Yeah I'm trying to make some tunnel-thingys.. But it's kidna hard to figure out the transforms...

Anyways, more!


----------



## TheSilentWater (Apr 11, 2011)

I'm a huge fan of fractals, and anything both mathematical and arty to be honest. These are cool as hell, crazy awesome work, man.


----------



## Guitarman700 (Apr 11, 2011)

That third one. Woah.


----------



## Deadnightshade (Apr 11, 2011)

Mine are humble compared to yours,however here they are:

















and thumbs up for pervert minds!:


----------



## leandroab (Apr 11, 2011)

Deadnightshade said:


> Mine are humble compared to yours,however here they are:
> 
> 
> 
> ...



Duude! They look pretty sick! What renderer are you using?


----------



## Deadnightshade (Apr 11, 2011)

leandroab said:


> Duude! They look pretty sick! What renderer are you using?

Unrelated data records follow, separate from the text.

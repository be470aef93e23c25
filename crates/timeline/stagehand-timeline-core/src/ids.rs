//! Identifiers for timeline entities.

use serde::{Deserialize, Serialize};

/// Object whose active state markers toggle.
#[derive(Copy, Clone, Debug, Eq, PartialEq, Hash, Ord, PartialOrd, Serialize, Deserialize)]
#[serde(transparent)]
pub struct TargetId(pub u32);

#[derive(Copy, Clone, Debug, Eq, PartialEq, Hash, Ord, PartialOrd, Serialize, Deserialize)]
#[serde(transparent)]
pub struct TrackId(pub u32);

/// Playback context (a director playing one timeline). Bindings are scoped to it.
#[derive(Copy, Clone, Debug, Eq, PartialEq, Hash, Ord, PartialOrd, Serialize, Deserialize)]
#[serde(transparent)]
pub struct ContextId(pub u32);

#[derive(Copy, Clone, Debug, Eq, PartialEq, Hash, Ord, PartialOrd, Serialize, Deserialize)]
#[serde(transparent)]
pub struct FollowerId(pub u32);
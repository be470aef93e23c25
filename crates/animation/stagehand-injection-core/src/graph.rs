//! Two-input blend graph: a `base` source fixed at weight 1.0 and a single
//! `override` slot driven by the injector.
//!
//! Every operation on a disconnected override input, or on a torn-down graph,
//! is a no-op. Cleanup can therefore run any number of times.

use std::sync::Arc;

use serde::{Deserialize, Serialize};
use tracing::{debug, warn};

use crate::clip::ClipSource;

/// Input index of the base animation.
pub const BASE_INPUT: usize = 0;
/// Input index of the override slot.
pub const OVERRIDE_INPUT: usize = 1;
/// The base input always contributes at full weight.
pub const BASE_WEIGHT: f32 = 1.0;

/// Restricts the override layer to a subset of bones.
#[derive(Clone, Debug, Default, Serialize, Deserialize, PartialEq)]
pub struct LayerMask {
    pub name: String,
    #[serde(default)]
    pub bones: Vec<String>,
}

impl LayerMask {
    pub fn new(name: impl Into<String>, bones: impl IntoIterator<Item = impl Into<String>>) -> Self {
        Self {
            name: name.into(),
            bones: bones.into_iter().map(Into::into).collect(),
        }
    }

    /// Whether the mask lets the override layer drive `bone`.
    pub fn affects(&self, bone: &str) -> bool {
        self.bones.iter().any(|b| b == bone)
    }
}

pub type MaskRef = Arc<LayerMask>;

/// Per-frame layer contribution, read by the host when it samples the final pose.
#[derive(Clone, Debug, Default, Serialize, Deserialize, PartialEq)]
pub struct LayerSample {
    pub base_weight: f32,
    pub override_weight: f32,
    pub override_connected: bool,
    pub additive: bool,
    /// Name of the mask applied to the override layer, if any.
    pub mask: Option<String>,
    /// Local time of the override source, if connected.
    pub override_time: Option<f32>,
}

impl LayerSample {
    /// Whether the override layer changes the final pose this frame.
    pub fn override_contributes(&self) -> bool {
        self.override_connected && self.override_weight > 0.0
    }
}

#[derive(Debug)]
pub struct BlendGraph {
    valid: bool,
    source: Option<Box<dyn ClipSource>>,
    weight: f32,
    mask: Option<MaskRef>,
    additive: bool,
}

impl Default for BlendGraph {
    fn default() -> Self {
        Self::new()
    }
}

impl BlendGraph {
    pub fn new() -> Self {
        Self {
            valid: true,
            source: None,
            weight: 0.0,
            mask: None,
            additive: false,
        }
    }

    /// False once the graph has been torn down.
    #[inline]
    pub fn is_valid(&self) -> bool {
        self.valid
    }

    /// Destroy the graph. Later operations are absorbed silently.
    pub fn teardown(&mut self) {
        if !self.valid {
            return;
        }
        debug!("blend graph: teardown");
        self.source = None;
        self.weight = 0.0;
        self.mask = None;
        self.additive = false;
        self.valid = false;
    }

    #[inline]
    pub fn is_connected(&self) -> bool {
        self.valid && self.source.is_some()
    }

    /// Connect `source` to the override input at weight 0.
    ///
    /// Returns false (and drops the source) when the graph was torn down. An already
    /// connected source is disconnected first so the slot never holds two.
    pub fn connect(&mut self, source: Box<dyn ClipSource>) -> bool {
        if !self.valid {
            return false;
        }
        if self.source.is_some() {
            warn!("blend graph: override input already connected; replacing");
            self.disconnect();
        }
        self.source = Some(source);
        self.weight = 0.0;
        true
    }

    /// Disconnect the override input, returning its source for destruction.
    pub fn disconnect(&mut self) -> Option<Box<dyn ClipSource>> {
        if !self.valid {
            return None;
        }
        self.weight = 0.0;
        self.mask = None;
        self.additive = false;
        self.source.take()
    }

    /// Set the override weight, clamped to `[0, 1]`.
    pub fn set_weight(&mut self, weight: f32) {
        if !self.is_connected() {
            return;
        }
        self.weight = if weight.is_finite() {
            weight.clamp(0.0, 1.0)
        } else {
            0.0
        };
    }

    /// Current override weight (0 while disconnected).
    #[inline]
    pub fn override_weight(&self) -> f32 {
        if self.is_connected() {
            self.weight
        } else {
            0.0
        }
    }

    pub fn set_mask(&mut self, mask: Option<MaskRef>) {
        if !self.is_connected() {
            return;
        }
        self.mask = mask;
    }

    pub fn mask(&self) -> Option<&MaskRef> {
        self.mask.as_ref()
    }

    pub fn set_additive(&mut self, additive: bool) {
        if !self.is_connected() {
            return;
        }
        self.additive = additive;
    }

    pub fn is_additive(&self) -> bool {
        self.additive
    }

    pub fn source(&self) -> Option<&dyn ClipSource> {
        if !self.valid {
            return None;
        }
        self.source.as_deref()
    }

    pub fn source_mut(&mut self) -> Option<&mut (dyn ClipSource + 'static)> {
        if !self.valid {
            return None;
        }
        self.source.as_deref_mut()
    }

    /// Advance the connected source's own clock by `dt`.
    pub fn evaluate(&mut self, dt: f32) {
        if let Some(source) = self.source_mut() {
            source.advance(dt);
        }
    }

    pub fn sample(&self) -> LayerSample {
        LayerSample {
            base_weight: if self.valid { BASE_WEIGHT } else { 0.0 },
            override_weight: self.override_weight(),
            override_connected: self.is_connected(),
            additive: self.is_connected() && self.additive,
            mask: self
                .mask
                .as_ref()
                .filter(|_| self.is_connected())
                .map(|m| m.name.clone()),
            override_time: self.source().map(|s| s.time()),
        }
    }
}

I'm using Mandelbulber Mandelbulber | Download Mandelbulber software for free at SourceForge.net

Open source of course. It's really easy to render the 3D mandelbulb and its variations,or mix the available fractal algorithms,keeping the math needed at a minimum.It can't do the kind of fractals you do,though.The view tab is a bitch to use.Sometimes i spend more time to find a good camera spot than the rendering itself.


----------



## CrossingTheEventHorizon (Apr 12, 2011)

Dude I absolutely love this!! If could could do some artwork for my band for our album or t-shirts that would be really sick! We're called Crossing The Event Horizon. Check out our music and let me know what you think! 

Crossing The Event Horizon | Facebook


----------



## Sebastian (Apr 12, 2011)

Man, you have some awesome work!


----------



## Deadnightshade (Apr 12, 2011)

One more for you i made today:







as you can see in the right it's not super hi-rez,however the shadows on the left make up for small rendering time or not-uptimum light angle.Leandro sorry if i'm highjacking your thread i just don't think mine are so difficult to make to be considered art


----------



## leandroab (Apr 18, 2011)

^

That looks like a satellite view of a rocky surface with patches of snow..

Looks quite epic IMO


----------



## Deadnightshade (Apr 18, 2011)

leandroab said:


> ^
> 
> That looks like a satellite view of a rocky surface with patches of snow..
> 
> Looks quite epic IMO



Yes something like that...BTW spotting these is almost always random..I just then struggle to get a good view..Did you check the renderer?


----------